Design/methodology/approach
The authors first review the means of WT CM and summarize the characteristics of CM based on SCADA data. To ensure the quality of SCADA data, data preprocessing methods are analyzed and compared. Then, the failure modes of the key components are discussed and the SCADA data used for fault detection of each component are compared. Moreover, the fault detection methods for WT are classified and a general framework for fault detection is proposed. Finally, the issues in the WT fault detection method based on SCADA data are reviewed.
Findings
Based on the performed analyses, it is found that although the fault detection accuracy based on SCADA data is relatively poor, it has low capital expenses and low computational cost. More specifically, when there is scarce fault data, the normal SCADA data can be used to detect the fault time. However, the specific fault type cannot be identified in this way.
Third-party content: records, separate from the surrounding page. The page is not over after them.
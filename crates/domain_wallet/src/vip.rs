//! VIP thresholds and tier derivation
//!
//! The tier is a pure function of cumulative completed deposits and the
//! threshold table: the number of thresholds the sum meets or exceeds.
//! Recomputation is idempotent and safe to re-run at any time.

use rust_decimal::Decimal;
use rust_decimal_macros::dec;
use serde::{Deserialize, Serialize};

use core_kernel::Money;

use crate::error::VipThresholdError;

/// A validated, strictly increasing list of cumulative-deposit thresholds
#[derive(Debug, Clone, PartialEq, Eq, Serialize, Deserialize)]
#[serde(try_from = "Vec<Decimal>", into = "Vec<Decimal>")]
pub struct VipThresholds {
    thresholds: Vec<Decimal>,
}

impl VipThresholds {
    /// Validates and constructs a threshold table
    ///
    /// # Errors
    ///
    /// Rejects non-positive values and any non-strictly-increasing pair.
    pub fn new(thresholds: Vec<Decimal>) -> Result<Self, VipThresholdError> {
        for (index, value) in thresholds.iter().enumerate() {
            if *value <= Decimal::ZERO {
                return Err(VipThresholdError::NonPositiveThreshold {
                    index,
                    value: *value,
                });
            }
            if index > 0 && thresholds[index - 1] >= *value {
                return Err(VipThresholdError::NotStrictlyIncreasing { index });
            }
        }
        Ok(Self { thresholds })
    }

    /// The tier earned by a cumulative completed-deposit sum
    ///
    /// 0 below the first threshold; capped at the threshold count.
    pub fn tier_for(&self, cumulative_deposits: Money) -> u32 {
        self.thresholds
            .iter()
            .filter(|t| cumulative_deposits.amount() >= **t)
            .count() as u32
    }

    /// The highest tier this table can award
    pub fn max_tier(&self) -> u32 {
        self.thresholds.len() as u32
    }

    pub fn thresholds(&self) -> &[Decimal] {
        &self.thresholds
    }

    pub fn is_empty(&self) -> bool {
        self.thresholds.is_empty()
    }
}

impl Default for VipThresholds {
    /// The built-in thresholds used when no configuration row exists
    fn default() -> Self {
        Self {
            thresholds: vec![dec!(50_000_000), dec!(150_000_000)],
        }
    }
}

impl TryFrom<Vec<Decimal>> for VipThresholds {
    type Error = VipThresholdError;

    fn try_from(thresholds: Vec<Decimal>) -> Result<Self, Self::Error> {
        VipThresholds::new(thresholds)
    }
}

impl From<VipThresholds> for Vec<Decimal> {
    fn from(value: VipThresholds) -> Self {
        value.thresholds
    }
}

#[cfg(test)]
mod tests {
    use super::*;

    #[test]
    fn test_tier_scenarios() {
        let thresholds = VipThresholds::default();

        assert_eq!(thresholds.tier_for(Money::new(dec!(40_000_000))), 0);
        assert_eq!(thresholds.tier_for(Money::new(dec!(60_000_000))), 1);
        assert_eq!(thresholds.tier_for(Money::new(dec!(200_000_000))), 2);
    }

    #[test]
    fn test_tier_at_exact_threshold() {
        let thresholds = VipThresholds::default();
        assert_eq!(thresholds.tier_for(Money::new(dec!(50_000_000))), 1);
        assert_eq!(thresholds.tier_for(Money::new(dec!(150_000_000))), 2);
    }

    #[test]
    fn test_tier_capped_at_threshold_count() {
        let thresholds = VipThresholds::default();
        let huge = Money::new(dec!(999_999_999_999));
        assert_eq!(thresholds.tier_for(huge), thresholds.max_tier());
    }

    #[test]
    fn test_empty_table_always_tier_zero() {
        let thresholds = VipThresholds::new(vec![]).unwrap();
        assert_eq!(thresholds.tier_for(Money::new(dec!(1_000_000_000))), 0);
    }

    #[test]
    fn test_rejects_non_increasing() {
        let result = VipThresholds::new(vec![dec!(100), dec!(100)]);
        assert_eq!(
            result.unwrap_err(),
            VipThresholdError::NotStrictlyIncreasing { index: 1 }
        );

        let result = VipThresholds::new(vec![dec!(200), dec!(100)]);
        assert_eq!(
            result.unwrap_err(),
            VipThresholdError::NotStrictlyIncreasing { index: 1 }
        );
    }

    #[test]
    fn test_rejects_non_positive() {
        let result = VipThresholds::new(vec![dec!(0), dec!(100)]);
        assert!(matches!(
            result.unwrap_err(),
            VipThresholdError::NonPositiveThreshold { index: 0, .. }
        ));
    }

    #[test]
    fn test_deserialization_validates() {
        assert!(serde_json::from_str::<VipThresholds>("[100, 50]").is_err());
        let ok: VipThresholds = serde_json::from_str("[50000000, 150000000]").unwrap();
        assert_eq!(ok.max_tier(), 2);
    }
}

#[cfg(test)]
mod proptests {
    use super::*;
    use proptest::prelude::*;

    proptest! {
        #[test]
        fn tier_is_idempotent_and_monotonic(
            a in 0i64..1_000_000_000i64,
            b in 0i64..1_000_000_000i64
        ) {
            let thresholds = VipThresholds::default();
            let ma = Money::new(Decimal::new(a, 0));
            let mb = Money::new(Decimal::new(b, 0));

            // Pure function: same input, same tier.
            prop_assert_eq!(thresholds.tier_for(ma), thresholds.tier_for(ma));

            // Monotone in the cumulative sum.
            if a <= b {
                prop_assert!(thresholds.tier_for(ma) <= thresholds.tier_for(mb));
            }
        }
    }
}
//! Settings administration handlers
//!
//! Reads and validated writes of the rate tier table and VIP thresholds.
//! Malformed tables are rejected here, at write time, with a validation
//! error; they never reach the settings store. A threshold write triggers
//! a full VIP recomputation pass over all users.

use std::time::Instant;

use axum::{extract::State, Json};
use tracing::info;
use validator::Validate;

use domain_investment::RateTable;
use domain_wallet::VipThresholds;
use engine_processing::VipRecalculator;

use crate::dto::{
    JobResponse, RateTiersResponse, UpdateRateTiersRequest, UpdateVipThresholdsRequest,
    VipThresholdsResponse, VipThresholdsUpdatedResponse,
};
use crate::error::ApiError;
use crate::AppState;

/// Returns the active rate tier table
pub async fn get_rate_tiers(
    State(state): State<AppState>,
) -> Result<Json<RateTiersResponse>, ApiError> {
    let config = state.settings.load().await?;
    Ok(Json(RateTiersResponse {
        tiers: config.rate_table.tiers().to_vec(),
    }))
}

/// Replaces the rate tier table
pub async fn put_rate_tiers(
    State(state): State<AppState>,
    Json(request): Json<UpdateRateTiersRequest>,
) -> Result<Json<RateTiersResponse>, ApiError> {
    request.validate()?;

    let table =
        RateTable::new(request.tiers).map_err(|e| ApiError::Validation(e.to_string()))?;
    state.settings.save_rate_table(&table).await?;

    info!(tiers = table.tiers().len(), "rate tier table updated");
    Ok(Json(RateTiersResponse {
        tiers: table.tiers().to_vec(),
    }))
}

/// Returns the active VIP thresholds
pub async fn get_vip_thresholds(
    State(state): State<AppState>,
) -> Result<Json<VipThresholdsResponse>, ApiError> {
    let config = state.settings.load().await?;
    Ok(Json(VipThresholdsResponse {
        max_tier: config.vip_thresholds.max_tier(),
        thresholds: config.vip_thresholds.thresholds().to_vec(),
    }))
}

/// Replaces the VIP thresholds and recomputes every user's tier
pub async fn put_vip_thresholds(
    State(state): State<AppState>,
    Json(request): Json<UpdateVipThresholdsRequest>,
) -> Result<Json<VipThresholdsUpdatedResponse>, ApiError> {
    request.validate()?;

    let thresholds = VipThresholds::new(request.thresholds)
        .map_err(|e| ApiError::Validation(e.to_string()))?;
    state.settings.save_vip_thresholds(&thresholds).await?;

    info!(
        thresholds = thresholds.thresholds().len(),
        "vip thresholds updated, recomputing all users"
    );

    let started = Instant::now();
    let summary = VipRecalculator::new(state.wallets.clone())
        .recompute_all(&thresholds)
        .await;

    Ok(Json(VipThresholdsUpdatedResponse {
        max_tier: thresholds.max_tier(),
        thresholds: thresholds.thresholds().to_vec(),
        recompute: JobResponse::vip(summary, started.elapsed()),
    }))
}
When a large amount of fault data are accumulated in the SCADA system, it can not only detect the occurrence time of the fault but also identify the specific fault type.
Originality/value
The main contribution of the present study is to summarize the pre-processing methods for SCADA data, the data required for fault detection of key components and the characteristics of the fault detection model. Then we propose a general fault detection framework for wind turbines based on SCADA data, where the maintenance workers can choose the appropriate fault detection method according to different fault detection requirements and data resources. This article is expected to provide guidance for fault detection based on time-series sensor signals and be of interest to researchers, maintenance workers and managers.